Thursday 12 November 2009

Europe needs great Europeans ─ like Vaclav Havel

Europe has commemorated the fall of totalitarian Communism and the Berlin Wall, honoured the fallen on Remembrance Sunday and remembered the end of hostilities on Armistice Day (Remembrance Day).

When will they ever learn, asked Pete Seeger.

Luckily, Europe has learned, through the continuing process of European integration and through the reunification of much of our continent by the means of the European Union.

The Lisbon Treaty, which enters into force on 1 December 2009, is a further step towards our slow and winding journey towards a closer union, although neither effective nor democratic enough to serve us optimally as yet.
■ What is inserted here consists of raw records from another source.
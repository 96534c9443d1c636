use time::OffsetDateTime;
use uuid::Uuid;

use crate::domain::builder::{BuilderState, TeamBuilder};
use crate::domain::formation::{Formation, FormationError, GameMode, Row, ValidationIssue};
use crate::domain::team::{Owner, Team};

fn owner() -> Owner {
    Owner {
        user_id: Uuid::new_v4(),
        display_name: "Kai".into(),
    }
}

fn builder_with(units: &[(Uuid, Row)], mode: GameMode) -> TeamBuilder {
    let mut builder = TeamBuilder::new(Uuid::new_v4(), mode);
    for (id, row) in units {
        builder.add_unit(*id, *row).unwrap();
    }
    builder
}

#[test]
fn state_tracks_occupancy_against_mode_cap() {
    let mut builder = TeamBuilder::new(Uuid::new_v4(), GameMode::GuildWar);
    assert_eq!(builder.state(), BuilderState::Empty);

    let ids: Vec<_> = (0..3).map(|_| Uuid::new_v4()).collect();
    builder.add_unit(ids[0], Row::Front).unwrap();
    assert_eq!(builder.state(), BuilderState::PartiallyFilled);

    builder.add_unit(ids[1], Row::Back).unwrap();
    builder.add_unit(ids[2], Row::Back).unwrap();
    assert_eq!(builder.state(), BuilderState::Full);

    builder.remove_unit(ids[2], Row::Back).unwrap();
    assert_eq!(builder.state(), BuilderState::PartiallyFilled);

    builder.remove_unit(ids[0], Row::Front).unwrap();
    builder.remove_unit(ids[1], Row::Back).unwrap();
    assert_eq!(builder.state(), BuilderState::Empty);
}

#[test]
fn commit_produces_storable_team_in_insertion_order() {
    let [a, b, c] = [Uuid::new_v4(), Uuid::new_v4(), Uuid::new_v4()];
    let mut builder = builder_with(
        &[(a, Row::Front), (b, Row::Front), (c, Row::Back)],
        GameMode::Arena,
    );
    builder.set_name("  Test Team ").unwrap();
    let owner = owner();

    let new_team = builder.begin_commit(Some(&owner)).unwrap();

    assert_eq!(new_team.name, "Test Team");
    assert_eq!(new_team.mode, GameMode::Arena);
    assert_eq!(new_team.owner_id, owner.user_id);
    assert_eq!(new_team.owner_name, "Kai");
    assert_eq!(
        new_team.formation,
        Formation {
            front: vec![a, b],
            back: vec![c]
        }
    );
    assert!(builder.is_committing());

    let team_id = Uuid::new_v4();
    assert_eq!(builder.finish_commit(Ok(team_id)), Ok(team_id));
    assert_eq!(builder.state(), BuilderState::Committed);
    assert_eq!(builder.committed_id(), Some(team_id));
}

#[test]
fn blank_name_fails_validation_first() {
    let mut builder = TeamBuilder::new(Uuid::new_v4(), GameMode::Arena);
    builder.set_name("   ").unwrap();

    // No units and no owner either: the name check still wins.
    let err = builder.begin_commit(None).unwrap_err();

    assert_eq!(
        err,
        FormationError::ValidationFailed(ValidationIssue::EmptyName)
    );
    assert!(!builder.is_committing());
}

#[test]
fn empty_formation_fails_validation() {
    let mut builder = TeamBuilder::new(Uuid::new_v4(), GameMode::Arena);
    builder.set_name("Solo").unwrap();

    let err = builder.begin_commit(Some(&owner())).unwrap_err();

    assert_eq!(
        err,
        FormationError::ValidationFailed(ValidationIssue::NoUnits)
    );
}

#[test]
fn missing_owner_requires_authentication() {
    let mut builder = builder_with(&[(Uuid::new_v4(), Row::Front)], GameMode::Arena);
    builder.set_name("Anon").unwrap();

    assert_eq!(
        builder.begin_commit(None),
        Err(FormationError::AuthenticationRequired)
    );
    assert_eq!(builder.state(), BuilderState::PartiallyFilled);
}

#[test]
fn failed_persistence_keeps_selections_for_retry() {
    let a = Uuid::new_v4();
    let mut builder = builder_with(&[(a, Row::Front)], GameMode::Arena);
    builder.set_name("Retry me").unwrap();
    builder.select_companion(Some(Uuid::new_v4())).unwrap();
    let companion = builder.companion();
    let owner = owner();

    builder.begin_commit(Some(&owner)).unwrap();
    let err = builder
        .finish_commit(Err("connection reset".into()))
        .unwrap_err();

    assert_eq!(
        err,
        FormationError::PersistenceFailed {
            detail: "connection reset".into()
        }
    );
    assert_eq!(builder.formation().front, vec![a]);
    assert_eq!(builder.companion(), companion);
    assert_eq!(builder.name(), "Retry me");

    // Retry succeeds.
    assert!(builder.begin_commit(Some(&owner)).is_ok());
}

#[test]
fn second_commit_while_in_flight_is_rejected_but_edits_are_allowed() {
    let mut builder = builder_with(&[(Uuid::new_v4(), Row::Front)], GameMode::Arena);
    builder.set_name("Busy").unwrap();
    let owner = owner();
    builder.begin_commit(Some(&owner)).unwrap();

    assert_eq!(
        builder.begin_commit(Some(&owner)),
        Err(FormationError::CommitInProgress)
    );
    assert!(builder.add_unit(Uuid::new_v4(), Row::Back).is_ok());
}

#[test]
fn mode_switch_over_cap_is_forbidden() {
    let units: Vec<_> = (0..4)
        .map(|i| {
            let row = if i % 2 == 0 { Row::Front } else { Row::Back };
            (Uuid::new_v4(), row)
        })
        .collect();
    let mut builder = builder_with(&units, GameMode::Arena);

    let err = builder.set_mode(GameMode::GuildWar).unwrap_err();

    assert_eq!(
        err,
        FormationError::ModeOverCapacity {
            mode: GameMode::GuildWar,
            occupied: 4,
            cap: 3
        }
    );
    assert_eq!(builder.mode(), GameMode::Arena);
    assert_eq!(builder.formation().occupied(), 4);

    builder.remove_unit(units[0].0, units[0].1).unwrap();
    assert!(builder.set_mode(GameMode::GuildWar).is_ok());
    assert_eq!(builder.state(), BuilderState::Full);
}

#[test]
fn abandoned_session_rejects_further_changes() {
    let mut builder = TeamBuilder::new(Uuid::new_v4(), GameMode::Arena);
    builder.abandon();

    assert_eq!(builder.state(), BuilderState::Abandoned);
    assert_eq!(
        builder.add_unit(Uuid::new_v4(), Row::Front),
        Err(FormationError::SessionClosed)
    );
    assert_eq!(
        builder.begin_commit(None),
        Err(FormationError::SessionClosed)
    );
}

#[test]
fn edit_flow_reloads_stored_team() {
    let [a, b] = [Uuid::new_v4(), Uuid::new_v4()];
    let pet = Uuid::new_v4();
    let team = Team {
        id: Uuid::new_v4(),
        game_id: Uuid::new_v4(),
        name: "Stored".into(),
        mode: GameMode::GuildWar,
        owner_id: Uuid::new_v4(),
        owner_name: "Nok".into(),
        formation: Formation {
            front: vec![a],
            back: vec![b],
        },
        companion_id: Some(pet),
        companion_image_url: None,
        created_at: OffsetDateTime::UNIX_EPOCH,
    };

    let builder = TeamBuilder::from_team(&team);

    assert_eq!(builder.editing(), Some(team.id));
    assert_eq!(builder.game_id(), team.game_id);
    assert_eq!(builder.name(), "Stored");
    assert_eq!(builder.mode(), GameMode::GuildWar);
    assert_eq!(builder.formation(), &team.formation);
    assert_eq!(builder.companion(), Some(pet));
    assert_eq!(builder.state(), BuilderState::PartiallyFilled);
}

#[test]
fn edit_flow_drops_stored_entries_that_break_the_rules() {
    let front: Vec<Uuid> = (0..6).map(|_| Uuid::new_v4()).collect();
    let dup = Uuid::new_v4();
    let team = Team {
        id: Uuid::new_v4(),
        game_id: Uuid::new_v4(),
        name: "Corrupted".into(),
        mode: GameMode::GuildWar,
        owner_id: Uuid::new_v4(),
        owner_name: "Nok".into(),
        formation: Formation {
            front: front.clone(),
            back: vec![dup, dup],
        },
        companion_id: None,
        companion_image_url: None,
        created_at: OffsetDateTime::UNIX_EPOCH,
    };

    let builder = TeamBuilder::from_team(&team);

    assert_eq!(builder.formation().occupied(), 3);
    assert_eq!(builder.formation().front, front[..3].to_vec());
    assert!(builder.formation().back.is_empty());
    assert_eq!(builder.state(), BuilderState::Full);
}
Yesterday, Vaclav Havel, one of the great Europeans, one of the great humans, of our times, spoke in the European Parliament.



Read the press release of the European Parliament on Vaclav Havel’s speech. Even better, use the links on the page and take the time to watch the video recording of Havel’s vision on Europe’s future, or listen to the audio document.

We need not accept Havel’s views in their details, but we have every reason to acknowledge his greatness, and we should comprehend the need for shared sovereignty and for strengthening European values and solidarity, for the sake of ourselves and our children.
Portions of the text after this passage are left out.